So, for a three-day trip, if you pack in the sights a Helsinki Card City and a Helsinki Card Region will both give you a huge saving of around €100.

For three days, there’s little difference in price between the City and the Regional cards, so it will probably depend on whether you think you have time to explore any of the surrounding area.

And while you’re in money-saving mode, check out our guide to free and cheap things that you can do while you’re in Helsinki.

Using the Helsinki Card in summer and winter

One thing to bear in mind before you buy a Helsinki Card is the time of year that you’re travelling.

Helsinki is the second most northerly capital city in the world – after Reykjavik – and there’s a big contrast between summer and winter conditions.

Average temperatures in Helsinki in January and February are -7C and it’s often snowy and icy. 

For more on weather conditions in Helsinki, read our guide to the weather in Finland and when to visit.

So it’s not surprising that in winter some attractions don’t run or are closed.

The city highlights boat cruise, the canal boat tour, and the hop-on, hop-off bus tour, for example, only run from May to September.

And the panorama sightseeing bus only runs from October to April. The Seurasaari Open-Air Museum is only open from mid-May to mid-September, and whilst the Suomenlinna fortress is open year-round, some of the other Suomenlinna museums close in low season.

So, if you have a specific place you want to visit, make sure you check the opening and operating times on the Helsinki Card website before buying.

Where can I buy the Helsinki Card?

To get started, you need to buy the card online. You then print your order confirmation email and can pick the card when you arrive in Helsinki. 

For the Helsinki Card, you can either print out your QR code or keep it on your phone, and use that as your card.

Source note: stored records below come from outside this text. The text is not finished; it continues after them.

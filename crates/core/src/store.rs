//! The capability interface every source adapter implements.

use crate::error::Result;
use crate::types::{Entry, Project, Session, SessionMeta, Source, Workspace};

/// Streaming access to session entries.
///
/// `read_next` returns `Ok(None)` at end of stream. Implementations may skip
/// malformed records internally; callers must tolerate receiving fewer
/// entries than the metadata advertises.
pub trait SessionReader: Send {
    /// Session metadata, available before the stream is drained.
    fn metadata(&self) -> SessionMeta;

    /// The next entry, or `Ok(None)` when the stream is exhausted.
    fn read_next(&mut self) -> Result<Option<Entry>>;
}

/// Access to projects and sessions from a single source on a single
/// workspace. All methods are synchronous, potentially-blocking filesystem
/// I/O; callers needing timeouts must bound them externally.
pub trait Store: Send + Sync {
    /// Stable source tag for this store.
    fn source(&self) -> Source;

    /// Workspace identity. Cheap; adapters cache what they need.
    fn workspace(&self) -> Workspace;

    /// Full current project list. Empty, not an error, if the source is
    /// unused.
    fn list_projects(&self) -> Result<Vec<Project>>;

    /// A single project by ID, or `Ok(None)` if unknown.
    fn get_project(&self, id: &str) -> Result<Option<Project>> {
        Ok(self
            .list_projects()?
            .into_iter()
            .find(|p| p.id == id || p.path.as_os_str() == id))
    }

    /// Full session list for a project.
    fn list_sessions(&self, project_id: &str) -> Result<Vec<SessionMeta>>;

    /// Session metadata by adapter-native ID or absolute file path, or
    /// `Ok(None)` if this store does not recognize the identifier.
    fn get_session_meta(&self, session_id: &str) -> Result<Option<SessionMeta>>;

    /// A fully materialized session. May be expensive on large transcripts;
    /// prefer [`Store::open_session`] plus lazy loading.
    fn load_session(&self, session_id: &str) -> Result<Session> {
        let mut reader = self.open_session(session_id)?;
        let meta = reader.metadata();
        let mut entries = Vec::new();
        while let Some(entry) = reader.read_next()? {
            entries.push(entry);
        }
        Ok(Session { meta, entries })
    }

    /// A streaming reader suitable for wrapping in
    /// [`crate::LazySession`].
    fn open_session(&self, session_id: &str) -> Result<Box<dyn SessionReader>>;
}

For the City and Region versions, you print your order confirmation email and pick up the card when you arrive in Helsinki. 

There are several pick-up points across town but the easiest for most visitors is Helsinki-Vantaa Airport, where the pick-up point is at the Excess Baggage Company in the Arrivals Hall.

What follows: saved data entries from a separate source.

//! Windowed, memory-bounded loading of session transcripts.
//!
//! Transcripts can reach many megabytes. Consumers need "enough to render"
//! immediately and the ability to pull more on demand, without a blocking
//! full read.

use std::sync::Mutex;

use crate::error::Result;
use crate::store::SessionReader;
use crate::types::{Entry, SessionMeta};

/// Estimated displayable content preloaded at construction time.
const PRELOAD_CONTENT_BYTES: usize = 8 * 1024;

struct LazyInner {
    entries: Vec<Entry>,
    reader: Option<Box<dyn SessionReader>>,
    fully_loaded: bool,
}

/// Wraps any [`SessionReader`] to provide incremental loading with a
/// displayable-content byte budget.
///
/// Guarded by an interior mutex: incremental loads may be triggered from
/// multiple call sites (a render loop polling while a prefetch is in
/// flight).
pub struct LazySession {
    meta: SessionMeta,
    inner: Mutex<LazyInner>,
}

impl LazySession {
    /// Wrap a reader and eagerly pull entries until ~8 KiB of displayable
    /// content has been accumulated or the stream ends, so callers get
    /// metadata and a first screen of content without a full read.
    pub fn new(reader: Box<dyn SessionReader>) -> Result<Self> {
        let session = LazySession {
            meta: reader.metadata(),
            inner: Mutex::new(LazyInner {
                entries: Vec::with_capacity(64),
                reader: Some(reader),
                fully_loaded: false,
            }),
        };
        session.load_more(PRELOAD_CONTENT_BYTES)?;
        Ok(session)
    }

    pub fn metadata(&self) -> SessionMeta {
        self.meta.clone()
    }

    /// Replace metadata fields the reader left empty with values discovered
    /// from a listing record.
    pub fn backfill_metadata(&mut self, from: &SessionMeta) {
        if self.meta.id.is_empty() {
            self.meta.id = from.id.clone();
        }
        if self.meta.full_path.as_os_str().is_empty() {
            self.meta.full_path = from.full_path.clone();
        }
        if self.meta.project_path.as_os_str().is_empty() {
            self.meta.project_path = from.project_path.clone();
        }
        if self.meta.source.is_unknown() {
            self.meta.source = from.source.clone();
        }
        if self.meta.first_prompt.is_empty() {
            self.meta.first_prompt = from.first_prompt.clone();
        }
        if self.meta.summary.is_empty() {
            self.meta.summary = from.summary.clone();
        }
        if self.meta.model.is_empty() {
            self.meta.model = from.model.clone();
        }
        if self.meta.git_branch.is_empty() {
            self.meta.git_branch = from.git_branch.clone();
        }
        if self.meta.entry_count == 0 {
            self.meta.entry_count = from.entry_count;
        }
        if self.meta.file_size == 0 {
            self.meta.file_size = from.file_size;
        }
        if self.meta.created_at.is_none() {
            self.meta.created_at = from.created_at;
        }
        if self.meta.modified_at.is_none() {
            self.meta.modified_at = from.modified_at;
        }
    }

    /// All currently loaded entries, in the adapter's emission order.
    pub fn entries(&self) -> Vec<Entry> {
        self.lock().entries.clone()
    }

    pub fn entry_count(&self) -> usize {
        self.lock().entries.len()
    }

    pub fn has_more(&self) -> bool {
        !self.lock().fully_loaded
    }

    pub fn is_fully_loaded(&self) -> bool {
        self.lock().fully_loaded
    }

    /// Pull additional entries until `max_content_bytes` of displayable
    /// content has been read or the stream ends. Returns the number of newly
    /// loaded entries.
    pub fn load_more(&self, max_content_bytes: usize) -> Result<usize> {
        let mut inner = self.lock();
        let start = inner.entries.len();
        let mut content_bytes = 0usize;

        while content_bytes < max_content_bytes && !inner.fully_loaded {
            let Some(reader) = inner.reader.as_mut() else {
                break;
            };
            match reader.read_next()? {
                Some(entry) => {
                    content_bytes += entry.estimate_content_size();
                    inner.entries.push(entry);
                }
                None => inner.fully_loaded = true,
            }
        }

        Ok(inner.entries.len() - start)
    }

    /// Drain the stream unconditionally. Explicit opt-in for small sessions
    /// or export use cases.
    pub fn load_all(&self) -> Result<()> {
        let mut inner = self.lock();
        while !inner.fully_loaded {
            let Some(reader) = inner.reader.as_mut() else {
                break;
            };
            match reader.read_next()? {
                Some(entry) => inner.entries.push(entry),
                None => inner.fully_loaded = true,
            }
        }
        Ok(())
    }

    /// Loading progress in `[0, 1]`, based on loaded entry count over the
    /// metadata's total entry count. A heuristic: entry counts and content
    /// bytes are different units, and the metadata count may be unknown (0).
    pub fn progress(&self) -> f64 {
        let inner = self.lock();
        if inner.fully_loaded {
            return 1.0;
        }
        if self.meta.entry_count > 0 {
            let ratio = inner.entries.len() as f64 / self.meta.entry_count as f64;
            return ratio.clamp(0.0, 1.0);
        }
        0.0
    }

    /// Release the underlying reader. Idempotent; later loads are no-ops.
    pub fn close(&self) {
        let mut inner = self.lock();
        inner.reader = None;
        inner.fully_loaded = true;
    }

    fn lock(&self) -> std::sync::MutexGuard<'_, LazyInner> {
        self.inner.lock().unwrap_or_else(|e| e.into_inner())
    }
}

#[cfg(test)]
mod tests {
    use super::*;
    use crate::types::Role;
    use chrono::Utc;

    /// Reader over a fixed entry sequence, with optional injected failure.
    struct VecReader {
        meta: SessionMeta,
        entries: Vec<Entry>,
        pos: usize,
    }

    impl VecReader {
        fn new(entries: Vec<Entry>, advertised_count: usize) -> Self {
            VecReader {
                meta: SessionMeta {
                    id: "test".to_string(),
                    entry_count: advertised_count,
                    ..Default::default()
                },
                entries,
                pos: 0,
            }
        }
    }

    impl SessionReader for VecReader {
        fn metadata(&self) -> SessionMeta {
            self.meta.clone()
        }

        fn read_next(&mut self) -> Result<Option<Entry>> {
            if self.pos >= self.entries.len() {
                return Ok(None);
            }
            let entry = self.entries[self.pos].clone();
            self.pos += 1;
            Ok(Some(entry))
        }
    }

    fn entry(uuid: &str, text_len: usize) -> Entry {
        Entry {
            uuid: uuid.to_string(),
            parent_uuid: None,
            role: Role::User,
            timestamp: Utc::now(),
            source: Default::default(),
            workspace_id: String::new(),
            agent_id: String::new(),
            content_blocks: Vec::new(),
            text: "x".repeat(text_len),
            model: String::new(),
            usage: None,
            git_branch: String::new(),
            cwd: String::new(),
            is_sidechain: false,
        }
    }

    fn entries(count: usize, text_len: usize) -> Vec<Entry> {
        (0..count).map(|i| entry(&format!("e{i}"), text_len)).collect()
    }

    #[test]
    fn construction_preloads_up_to_budget() {
        // 4 KiB per entry: the 8 KiB preload stops after the entry that
        // crosses the budget, leaving the rest unread.
        let lazy = LazySession::new(Box::new(VecReader::new(entries(10, 4096), 10))).unwrap();
        assert!(lazy.entry_count() >= 2);
        assert!(lazy.entry_count() < 10);
        assert!(lazy.has_more());
    }

    #[test]
    fn small_session_fully_preloaded() {
        let lazy = LazySession::new(Box::new(VecReader::new(entries(3, 10), 3))).unwrap();
        assert_eq!(lazy.entry_count(), 3);
        assert!(!lazy.has_more());
        assert_eq!(lazy.progress(), 1.0);
    }

    #[test]
    fn load_more_respects_budget_and_reports_new_entries() {
        let lazy = LazySession::new(Box::new(VecReader::new(entries(100, 1024), 100))).unwrap();
        let before = lazy.entry_count();

        let loaded = lazy.load_more(2048).unwrap();
        assert!(loaded >= 1);
        assert_eq!(lazy.entry_count(), before + loaded);

        // A zero-budget call with content pending loads nothing further.
        let meta_total = 100;
        assert!(lazy.entry_count() < meta_total);
    }

    #[test]
    fn load_all_after_load_more_matches_direct_load_all() {
        let source = entries(50, 512);

        let direct = LazySession::new(Box::new(VecReader::new(source.clone(), 50))).unwrap();
        direct.load_all().unwrap();

        let stepped = LazySession::new(Box::new(VecReader::new(source, 50))).unwrap();
        stepped.load_more(1024).unwrap();
        stepped.load_more(1024).unwrap();
        stepped.load_all().unwrap();

        let a: Vec<String> = direct.entries().into_iter().map(|e| e.uuid).collect();
        let b: Vec<String> = stepped.entries().into_iter().map(|e| e.uuid).collect();
        assert_eq!(a, b);
        assert_eq!(a.len(), 50);
        assert!(direct.is_fully_loaded() && stepped.is_fully_loaded());
    }

    #[test]
    fn progress_is_bounded_even_when_metadata_count_is_low() {
        // Metadata advertises fewer entries than the stream yields; progress
        // must still stay within [0, 1].
        let lazy = LazySession::new(Box::new(VecReader::new(entries(20, 4096), 2))).unwrap();
        assert!(lazy.progress() <= 1.0);
        lazy.load_all().unwrap();
        assert_eq!(lazy.progress(), 1.0);
        assert_eq!(lazy.entry_count(), 20);
    }

    #[test]
    fn progress_zero_when_count_unknown() {
        let lazy = LazySession::new(Box::new(VecReader::new(entries(20, 4096), 0))).unwrap();
        assert!(lazy.has_more());
        assert_eq!(lazy.progress(), 0.0);
    }

    #[test]
    fn close_is_idempotent_and_stops_loading() {
        let lazy = LazySession::new(Box::new(VecReader::new(entries(20, 4096), 20))).unwrap();
        let loaded = lazy.entry_count();

        lazy.close();
        lazy.close();

        assert_eq!(lazy.load_more(usize::MAX).unwrap(), 0);
        assert_eq!(lazy.entry_count(), loaded);
        assert!(!lazy.has_more());
    }
}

Alternatively, you can pick it up in central Helsinki: there are pick up points at the Hotel Holiday Inn Helsinki City Centre, near the main train station, at the Stockmann department store, Aleksanterinkatu 52, and at the Stromma sales kiosk on Market Square.

Both City and Region versions of the card can also be bought online in advance through Get your Guide, where you can pay in any major currency. 

What’s the cheapest way to get the Helsinki Card?

You can buy both City and Region versions of the Helsinki Card through Get Your Guide, and it’s worth checking the official Stromma website and Get Your Guide before you buy to see which is cheaper, since both sites have special offers and discounts now and again.

It’s also worth noting that Get Your Guide offers free cancellation up to 24 hours in advance of your trip and you can pay in pounds, dollars or any other major currency on its website, while the City Card website payment is in euros.

Alternatively, you can buy both City and Region versions of the Go Helsinki Card once you arrive at Helsinki airport or at selected hotels and ferry terminals within the city itself.

Because the Helsinki Card is valid for a full 12 months from the point of purchase, it makes sense to buy it as far in advance as possible, especially if there’s an online sale on (see below). This will ensure that you get the best rate and help you avoid any price rises.

Our favourite things to do with a Helsinki Card

One of the main problems with having a Helsinki Card is choosing which of the many sights and museums to visit!

Unless you’re awake 24 hours a day, you won’t be able to visit all the places that are included. So, which attractions should take priority? 

Here’s our pick of the top ten best places to visit and things to do in Helsinki that are completely free with a Helsinki Card.

  • The Suomenlinna fortress and museums
  • The Rock Church
  • Seurasaari Open-Air Museum
  • City Highlights boat cruise
  • Ateneum Art Museum
  • Kiasma Museum of Contemporary Art
  • The Amos Rex Museum
  • The Design Museum
  • The Museum of Finnish Architecture
  • Helsinki Art Museum

What discounts can I get with a Helsinki Card?

As well as providing free admission to a range of sights, the Helsinki Card gives discounts on entrance to a load of other museums and attractions, including the Korkeasaari Zoo, Sea Life, the Suomenlinna Toy Musuem, the Helsinki City Museum and the Reitz Foundation Collection.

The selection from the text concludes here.